[Stored data entries]
◇ ◇ ◇
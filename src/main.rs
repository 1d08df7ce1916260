//! Roundhouse - Round & Settlement Engine
//! Mission: One authoritative result per round, every bet settled exactly once
//!
//! Time-sliced betting games (dice, andar bahar, wheel, color) driven by
//! idempotent scheduler ticks. The engine is stateless between invocations;
//! all coordination goes through the store's conditional writes, so the
//! internal loops and an external cron can safely overlap.

use anyhow::{Context, Result};
use axum::http::HeaderValue;
use clap::Parser;
use dotenv::dotenv;
use rand::{rngs::StdRng, SeedableRng};
use std::{sync::Arc, time::Duration};
use tokio::{
    net::TcpListener,
    time::{interval, MissedTickBehavior},
};
use tower_http::cors::{Any, CorsLayer};
use tracing::{info, warn};
use tracing_subscriber::{layer::SubscriberExt, util::SubscriberInitExt};

use roundhouse_backend::{
    admin::api::admin_router,
    api::public_router,
    auth::JwtHandler,
    clock,
    engine::{self, TickParams, TickReport},
    games::{Game, GameRegistry},
    middleware::{RateLimitConfig, RateLimiter},
    models::{AppState, Config},
    store::{RoundStore, SqliteRoundStore},
};

#[derive(Debug, Parser)]
#[command(name = "roundhouse", about = "Round & settlement engine")]
struct Args {
    /// Listen port (overrides PORT)
    #[arg(long)]
    port: Option<u16>,

    /// SQLite database path (overrides DATABASE_PATH)
    #[arg(long)]
    database: Option<String>,

    /// Disable the internal per-game scheduler loops
    #[arg(long)]
    no_scheduler: bool,
}

#[tokio::main]
async fn main() -> Result<()> {
    dotenv().ok();

    tracing_subscriber::registry()
        .with(
            tracing_subscriber::EnvFilter::try_from_default_env()
                .unwrap_or_else(|_| "roundhouse_backend=info,roundhouse=info".into()),
        )
        .with(tracing_subscriber::fmt::layer())
        .init();

    let args = Args::parse();
    let mut config = Config::from_env()?;
    if let Some(port) = args.port {
        config.port = port;
    }
    if let Some(database) = args.database {
        config.database_path = database;
    }
    if args.no_scheduler {
        config.scheduler_enabled = false;
    }

    info!(
        db = %config.database_path,
        games = 4,
        grace_secs = config.grace_secs,
        "starting roundhouse"
    );

    let store: Arc<dyn RoundStore> = Arc::new(
        SqliteRoundStore::new(&config.database_path).context("Failed to open round store")?,
    );
    let games = Arc::new(GameRegistry::standard());
    let jwt = Arc::new(JwtHandler::new(config.jwt_secret.clone()));
    let config = Arc::new(config);

    let state = AppState {
        store: store.clone(),
        games: games.clone(),
        config: config.clone(),
        jwt: jwt.clone(),
    };

    // Internal scheduler: one tick loop per game. Each loop is just another
    // at-least-once trigger; the engine tolerates overlap with the HTTP
    // tick endpoint and with other processes.
    if config.scheduler_enabled {
        for game in games.iter() {
            tokio::spawn(game_tick_loop(store.clone(), game.clone(), config.clone()));
        }
        info!(interval_secs = config.tick_secs, "internal scheduler loops started");
    } else {
        info!("internal scheduler disabled; expecting external tick triggers");
    }

    let reopen_limiter = Arc::new(RateLimiter::new(RateLimitConfig::default()));

    let app = axum::Router::new()
        .merge(public_router(state.clone()))
        .merge(admin_router(state, jwt, reopen_limiter))
        .layer(cors_layer(&config.allowed_origins));

    let addr = format!("0.0.0.0:{}", config.port);
    let listener = TcpListener::bind(&addr).await?;
    info!("API server listening on {}", addr);

    axum::serve(
        listener,
        app.into_make_service_with_connect_info::<std::net::SocketAddr>(),
    )
    .await
    .context("Server error")?;

    Ok(())
}

fn cors_layer(allowed_origins: &[String]) -> CorsLayer {
    if allowed_origins.iter().any(|o| o == "*") {
        return CorsLayer::permissive();
    }
    let origins: Vec<HeaderValue> = allowed_origins
        .iter()
        .filter_map(|o| o.parse().ok())
        .collect();
    CorsLayer::new()
        .allow_origin(origins)
        .allow_methods(Any)
        .allow_headers(Any)
}

async fn game_tick_loop(store: Arc<dyn RoundStore>, game: Arc<dyn Game>, config: Arc<Config>) {
    let params = TickParams {
        grace_secs: config.grace_secs,
        catchup_buckets: config.catchup_buckets,
        retention_days: config.retention_days,
    };

    let mut ticker = interval(Duration::from_secs(config.tick_secs.max(1)));
    ticker.set_missed_tick_behavior(MissedTickBehavior::Skip);

    loop {
        ticker.tick().await;

        let now = clock::local_now(config.tz_offset_minutes);
        let mut rng = StdRng::from_entropy();
        match engine::run_tick(store.as_ref(), game.as_ref(), &mut rng, now, &params).await {
            Ok(TickReport::TooEarly { .. }) => {}
            Ok(TickReport::Acted { round_id, draw, settle, catch_up, .. }) => {
                if settle.settled > 0 || !catch_up.is_empty() {
                    info!(
                        game = game.id(),
                        round = %round_id,
                        ?draw,
                        settled = settle.settled,
                        caught_up = catch_up.len(),
                        "tick complete"
                    );
                }
            }
            Err(e) => {
                // Transient by assumption; the next tick retries safely.
                warn!(game = game.id(), error = %e, "tick failed");
            }
        }
    }
}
◇ ◇ ◇
- **WHAT IS REQUIRED**
Using the entries, return every line where the word "merge" can be found.

- **ANSWER TO THIS TASK**
        .merge(public_router(state.clone()))
        .merge(admin_router(state, jwt, reopen_limiter))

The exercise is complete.